It seems strange sometimes, the things that trouble Senator John McCain. Take the NATO war on Libya, for example, in which the United States is a participant, if not the outright leader.
Libya has, so far as is generally known, committed no recent offense against the United States or our NATO allies, nor threatened to do so. The African nation poses no threat to America and her interests abroad, nor has it made any assault on our nation’s honor. Yet President Barack Obama has waged an air war against Libya without any authorization by Congress, let alone a declaration of war, which power the Constitution assigns to Congress. He has gone past the time allotted by the 1973 War Powers Act for either obtaining the support of Congress or ceasing the military action.
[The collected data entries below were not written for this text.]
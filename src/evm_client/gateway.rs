// どこで: リモート能力（トークン・venue）の抽象境界
// 何を: 送信・確認・参照の各呼び出しを trait として定義する
// なぜ: コントローラを RPC 実装から切り離し、モックで検証できるようにするため

use async_trait::async_trait;
use ethers::types::{Address, TxHash, U256};
use std::sync::Arc;
use thiserror::Error;

#[derive(Debug, Clone, Error, PartialEq, Eq)]
pub enum RemoteError {
    #[error("RPC エラー: {0}")]
    Provider(String),
    #[error("{reason}")]
    Rejected { reason: String },
    #[error("トランザクションが revert しました: {tx:?}")]
    Reverted { tx: TxHash },
    #[error("トランザクションが破棄されました: {tx:?}")]
    Dropped { tx: TxHash },
    #[error("wallet を利用できません: {0}")]
    Unavailable(String),
}

impl RemoteError {
    /// リモートが返した理由文字列（あれば）
    pub fn reason(&self) -> Option<&str> {
        match self {
            RemoteError::Rejected { reason } => Some(reason),
            _ => None,
        }
    }
}

#[derive(Debug, Clone, PartialEq, Eq)]
pub struct SwapParams {
    pub amount_in: U256,
    pub amount_out_min: U256,
    pub path: Vec<Address>,
    pub to: Address,
    pub deadline: U256,
}

#[derive(Debug, Clone, PartialEq, Eq)]
pub struct AddLiquidityParams {
    pub token_a: Address,
    pub token_b: Address,
    pub amount_a_desired: U256,
    pub amount_b_desired: U256,
    pub amount_a_min: U256,
    pub amount_b_min: U256,
    pub to: Address,
    pub deadline: U256,
}

#[derive(Debug, Clone, PartialEq, Eq)]
pub struct RemoveLiquidityParams {
    pub token_a: Address,
    pub token_b: Address,
    pub liquidity: U256,
    pub amount_a_min: U256,
    pub amount_b_min: U256,
    pub to: Address,
    pub deadline: U256,
}

/// 署名済み identity に束縛されたリモート呼び出し口。
///
/// 書き込み系は送信だけを行いハッシュを返す。確認待ちは [`DexGateway::confirm`]
/// で別に行うので、承認 2 本を送ってからまとめて待つ、といった順序を呼び出し側が決められる。
#[async_trait]
pub trait DexGateway: Send + Sync {
    /// 呼び出し元アドレス
    fn caller(&self) -> Address;

    /// venue のアドレス（LP トークンのアドレスでもある）
    fn venue(&self) -> Address;

    async fn get_price(&self, token_a: Address, token_b: Address) -> Result<U256, RemoteError>;

    /// venue が発行する LP シェアの残高
    async fn liquidity_balance(&self, owner: Address) -> Result<U256, RemoteError>;

    async fn token_balance(&self, token: Address, owner: Address) -> Result<U256, RemoteError>;

    async fn approve(
        &self,
        token: Address,
        spender: Address,
        amount: U256,
    ) -> Result<TxHash, RemoteError>;

    async fn swap_exact_tokens_for_tokens(&self, params: SwapParams) -> Result<TxHash, RemoteError>;

    async fn add_liquidity(&self, params: AddLiquidityParams) -> Result<TxHash, RemoteError>;

    async fn remove_liquidity(&self, params: RemoveLiquidityParams)
        -> Result<TxHash, RemoteError>;

    async fn mint(&self, token: Address, to: Address, amount: U256) -> Result<TxHash, RemoteError>;

    /// 送信済みトランザクションの確認を待つ
    async fn confirm(&self, tx: TxHash) -> Result<(), RemoteError>;
}

/// アカウントへのアクセスを要求し、署名可能なゲートウェイを返す
#[async_trait]
pub trait WalletProvider: Send + Sync {
    async fn request_account(&self) -> Result<Arc<dyn DexGateway>, RemoteError>;
}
Robert Taft died in 1953, and he took Old Guard conservatism to the grave with him. The Republicanism that survived during the Eisenhower years and after would not be called “isolationist.” Eisenhower himself mainly did the bidding of the Eastern establishment internationalists who got him the nomination at a fiercely divided Republican National Convention and won him the election over fellow global interventionist Adlai Stevenson. Richard Nixon, mentored and promoted by former New York Governor and two-time presidential loser Tom Dewey, was as thorough-going an internationalist as his Democratic opponent for President in 1960, Sen. John F. Kennedy. And while critics called Sen. Barry Goldwater, the 1964 GOP presidential candidate, a great many things, none accused him of being isolationist.
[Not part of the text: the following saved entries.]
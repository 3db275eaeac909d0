// どこで: EVM 呼び出しのクライアントをまとめるモジュール
// 何を: ABI バインディング、リモート能力の trait、ethers による実装
// なぜ: 外部依存をここに閉じ込め、上位ロジックを簡潔にするため

pub mod agent;
pub mod bindings;
pub mod gateway;
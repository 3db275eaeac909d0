use std::sync::Arc;
use tokio::io::{AsyncBufReadExt, BufReader};
use tracing::{error, info};
use tracing_subscriber::EnvFilter;

use simpleswap_client::command::{Command, USAGE};
use simpleswap_client::config::AppConfig;
use simpleswap_client::controller::{Controller, ControllerSettings};
use simpleswap_client::evm_client::agent::EvmWalletProvider;
use simpleswap_client::notify::DiscordNotifier;
use simpleswap_client::state::DisplayState;

#[tokio::main]
async fn main() {
    dotenvy::dotenv().ok();
    init_tracing();
    let cfg = AppConfig::load_default();

    let settings = match ControllerSettings::from_config(&cfg) {
        Ok(s) => s,
        Err(e) => {
            error!("設定の読み込みに失敗しました: {}", e);
            return;
        }
    };

    let wallet = match EvmWalletProvider::from_config(&cfg) {
        Ok(w) => Arc::new(w),
        Err(e) => {
            error!("wallet provider 初期化失敗: {}", e);
            return;
        }
    };

    let notifier = std::env::var(&cfg.discord.env_key)
        .ok()
        .map(DiscordNotifier::new);

    let controller = Controller::new(wallet, settings, notifier);

    println!("{}", USAGE);
    let mut lines = BufReader::new(tokio::io::stdin()).lines();
    let mut tasks = Vec::new();
    loop {
        let line = match lines.next_line().await {
            Ok(Some(line)) => line,
            Ok(None) => break,
            Err(e) => {
                error!("標準入力の読み込みに失敗: {}", e);
                break;
            }
        };
        match line.trim() {
            "" => continue,
            "quit" | "exit" => break,
            "help" => {
                println!("{}", USAGE);
                continue;
            }
            "status" => {
                print_display(&controller.display().await);
                continue;
            }
            _ => {}
        }

        let command = match line.parse::<Command>() {
            Ok(c) => c,
            Err(e) => {
                println!("{}", e);
                continue;
            }
        };

        // ボタンと同じく、実行中でも次の入力を受け付ける
        let controller = controller.clone();
        tasks.push(tokio::spawn(async move {
            let label = command.to_string();
            match controller.dispatch(command).await {
                Ok(()) => info!("{}: 完了", label),
                Err(e) => println!("{}", e.prompt()),
            }
            print_display(&controller.display().await);
        }));
    }

    futures::future::join_all(tasks).await;
}

fn print_display(display: &DisplayState) {
    println!(
        "wallet: {}",
        display.wallet.as_deref().unwrap_or("(not connected)")
    );
    println!(
        "pair: {} / {}  price: {}  LP: {}",
        display.token_a_label, display.token_b_label, display.price, display.liquidity
    );
    for (kind, status) in &display.statuses {
        println!("  [{}] {}", kind, status);
    }
}

fn init_tracing() {
    let filter = EnvFilter::try_from_default_env().unwrap_or_else(|_| EnvFilter::new("info"));
    tracing_subscriber::fmt().with_env_filter(filter).init();
    info!("simpleswap クライアントを起動しました");
}
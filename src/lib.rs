pub mod command;
pub mod config;
pub mod controller;
pub mod evm_client;
pub mod identity;
pub mod notify;
pub mod state;
#[cfg(any(test, feature = "testing"))]
pub mod testing;
pub mod units;
pub mod workflow;
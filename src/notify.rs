// どこで: Discord Webhook を叩く通知クライアント
// 何を: ワークフローの完了・失敗を webhook URL に送る
// なぜ: 鍵をコードに埋め込まずに通知を飛ばすため

use reqwest::Client;
use serde::Serialize;
use thiserror::Error;

use crate::state::WorkflowKind;

#[derive(Debug, Error)]
pub enum NotifyError {
    #[error("HTTP エラー: {0}")]
    Http(String),
}

#[derive(Clone)]
pub struct DiscordNotifier {
    client: Client,
    webhook_url: String,
}

#[derive(Serialize)]
struct DiscordPayload<'a> {
    content: &'a str,
}

impl DiscordNotifier {
    pub fn new(webhook_url: String) -> Self {
        DiscordNotifier {
            client: Client::new(),
            webhook_url,
        }
    }

    pub async fn notify(&self, message: &str) -> Result<(), NotifyError> {
        let payload = DiscordPayload { content: message };
        let res = self
            .client
            .post(&self.webhook_url)
            .json(&payload)
            .send()
            .await
            .map_err(|e| NotifyError::Http(e.to_string()))?;

        if res.status().is_success() {
            Ok(())
        } else {
            Err(NotifyError::Http(format!("status {}", res.status())))
        }
    }
}

pub fn outcome_message(kind: WorkflowKind, caller: &str, result: Result<&str, &str>) -> String {
    match result {
        Ok(status) => format!("{} が {} を実行しました: {}", caller, kind, status),
        Err(reason) => format!("{} の {} が失敗しました: {}", caller, kind, reason),
    }
}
But because Ron Paul and other Republicans are moving the Republican Party once again in the direction of non-interventionism and a growing number of Americans see no rhyme or reason to be bombing Libya and want President Obama to obey the War Powers Act and the Constitution of the United States, John McCain is once again warning of the dangers of isolationism. In truth, isolationists have never been any more prevalent in the United States than the Viet Cong John McCain fought in Southeast Asia were on the streets of New York and Los Angeles. We must not be complacent about our national security. But we don’t need Sen. John Quixote of Arizona tilting at the windmills of “isolationism” he discovered with great alarm at a candidates forum in New Hampshire.